In discussing Greek society, I suggested what might happen when such a well-integrated form of moral life broke down. In our society the acids of individualism have for centuries eaten into our moral structures, for both good and ill. But not only this: we live with the inheritance of not only one, but of a number of well-integrated moralities. Aristotelianism, primitive Christian simplicity, the puritan ethic, the aristocratic ethic of consumption, and the tradiions of democracy and socialism have all left their mark upon our moral vocabulary. Within each of these moralities there is a proposed end or ends, a set of rules, a list of virtues. But the ends, the rules, the virtues, differ… A conservative Catholicism would treat obedience to established authority as a virtue; a democratic socialism such as Marx’s labels the same attitude servility and sees it as the worst of vices. For puritanism, thrift is a major virtue, laziness a major vice; for the traditional aristocrat, thrift is a vice; and so on.

It follows that we are liable to find two kinds of people in our society: those who speak from within one of these surviving moralities, and those who stand outside all of them. Between the adherents of rival moralities and between the adherents of one morality and the adherents of none there exists no court of appeal, no impersonal neutral standard. For those who speak from within a given morality, the connection between fact and valuation is established in virtue of the meanings of the words they use. To those who speak from without, those who speak from within appear merely to be uttering imperatives which express their own liking and their private choices. [p. 268]

But society no longer relies on ideological moral agreement to function (if it ever did).
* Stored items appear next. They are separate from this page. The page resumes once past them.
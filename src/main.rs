//! starchart server binary.

use starchart::config::{Settings, StoreKind};
use starchart::routes::app;
use starchart::store::{ensure_database_exists, ensure_tables, MemoryBackend, PgBackend};
use starchart::AppState;
use tokio::net::TcpListener;
use tokio::signal;

#[tokio::main]
async fn main() -> Result<(), Box<dyn std::error::Error>> {
    dotenvy::dotenv().ok();
    tracing_subscriber::fmt()
        .with_env_filter(
            tracing_subscriber::EnvFilter::try_from_default_env()
                .unwrap_or_else(|_| tracing_subscriber::EnvFilter::new("starchart=info,tower_http=info")),
        )
        .init();

    let settings = Settings::from_env()?;
    let state = match settings.store {
        StoreKind::Postgres => {
            ensure_database_exists(&settings.database_url).await?;
            let backend = PgBackend::connect(&settings.database_url, settings.max_connections).await?;
            ensure_tables(backend.pool()).await?;
            AppState::new(backend)
        }
        StoreKind::Memory => AppState::new(MemoryBackend::new()),
    };

    let router = app(state, &settings);
    let listener = TcpListener::bind(&settings.bind_addr).await?;
    let addr = listener.local_addr()?;
    tracing::info!(store = ?settings.store, "starchart listening on http://{}", addr);
    axum::serve(listener, router)
        .with_graceful_shutdown(shutdown_signal())
        .await?;
    tracing::info!("shutdown complete");
    Ok(())
}

async fn shutdown_signal() {
    let ctrl_c = async {
        if let Err(e) = signal::ctrl_c().await {
            tracing::error!(error = %e, "failed to listen for Ctrl+C");
            std::future::pending::<()>().await;
        }
    };

    #[cfg(unix)]
    let terminate = async {
        match signal::unix::signal(signal::unix::SignalKind::terminate()) {
            Ok(mut s) => {
                s.recv().await;
            }
            Err(e) => {
                tracing::error!(error = %e, "failed to install SIGTERM handler");
                std::future::pending::<()>().await;
            }
        }
    };

    #[cfg(not(unix))]
    let terminate = std::future::pending::<()>();

    tokio::select! {
        _ = ctrl_c => tracing::warn!("received Ctrl+C, shutting down"),
        _ = terminate => tracing::warn!("received SIGTERM, shutting down"),
    }
}
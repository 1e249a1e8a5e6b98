//! Shared application state for all routes.

use crate::store::Backend;
use std::sync::Arc;

#[derive(Clone)]
pub struct AppState {
    /// The only state shared between requests; every handler takes its executor from here.
    pub backend: Arc<dyn Backend>,
}

impl AppState {
    pub fn new(backend: impl Backend + 'static) -> Self {
        AppState {
            backend: Arc::new(backend),
        }
    }
}
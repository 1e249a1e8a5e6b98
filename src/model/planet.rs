use super::{decodes_as, ColumnInfo, EntitySchema, Record, NAME_RULE};
use serde::{Deserialize, Serialize};
use uuid::Uuid;

static PLANET_SCHEMA: EntitySchema = EntitySchema {
    table_name: "planets",
    path_segment: "planets",
    pk_column: "id",
    columns: &[
        ColumnInfo::new("id", "uuid").with_default(),
        ColumnInfo::new("name", "text"),
        ColumnInfo::new("type", "jsonb").shaped(decodes_as::<PlanetType>),
    ],
    validation: &[("name", NAME_RULE)],
};

/// Classification attached to a planet, stored as a JSON object column.
#[derive(Clone, Debug, PartialEq, Eq, Hash, Serialize, Deserialize)]
pub struct PlanetType {
    pub name: String,
}

#[derive(Clone, Debug, PartialEq, Serialize, Deserialize)]
pub struct Planet {
    #[serde(default, skip_serializing_if = "Option::is_none")]
    pub id: Option<Uuid>,
    pub name: String,
    #[serde(rename = "type")]
    pub kind: PlanetType,
}

impl Planet {
    pub fn new(name: impl Into<String>, kind: impl Into<String>) -> Self {
        Planet {
            id: None,
            name: name.into(),
            kind: PlanetType { name: kind.into() },
        }
    }
}

impl Record for Planet {
    fn schema() -> &'static EntitySchema {
        &PLANET_SCHEMA
    }

    fn id(&self) -> Option<Uuid> {
        self.id
    }

    fn name(&self) -> &str {
        &self.name
    }
}
//! Validation and transactional write coordination.

mod transaction;
mod validation;
pub use transaction::{CreateStep, DeleteStep, Step, StepOutput, TransactionCoordinator, TxReport, TxState, UpdateStep};
pub use validation::{Constraint, RequestValidator, Violation};
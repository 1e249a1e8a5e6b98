//! starchart: record-oriented REST backend for galaxies and planets.
//!
//! Queries are built with [`query::Query`] and run against a [`store::Backend`]
//! (PostgreSQL or in-memory); multi-step writes go through [`service::TransactionCoordinator`].

pub mod config;
pub mod error;
pub mod handlers;
pub mod model;
pub mod query;
pub mod response;
pub mod routes;
pub mod service;
pub mod sql;
pub mod state;
pub mod store;

pub use config::Settings;
pub use error::{expect_matched, AppError};
pub use model::{Galaxy, Planet, PlanetType, Record};
pub use query::{create, Direction, Logic, Op, Page, PageRequest, Query};
pub use response::{simple_ok, success_many, success_one};
pub use routes::app;
pub use service::{RequestValidator, TransactionCoordinator};
pub use state::AppState;
pub use store::{Backend, Executor, MemoryBackend, PgBackend};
A wide range of incompatible ethical viewpoints proliferates, along with the pluralist ideology that ‘everybody has their own opinion’ and deciding between them is impossible. This is not dysfunctional for capitalist society because people’s practical activity is, for the most part, directed by capital, for which they have to work. Role is dissociated from commitment. The impersonal, bureaucratic aims of the employer rule; the ideas in people’s heads about the good life are at best a hobby.

Again, MacIntyre doesn’t quite go there – that’s my interpretation – but now that I’m a little way into his later book After Virtue [1981], I think that’s what his ideas point to.

Published in: on 22 January, 2008 at 8:41 pm  Comments (4)  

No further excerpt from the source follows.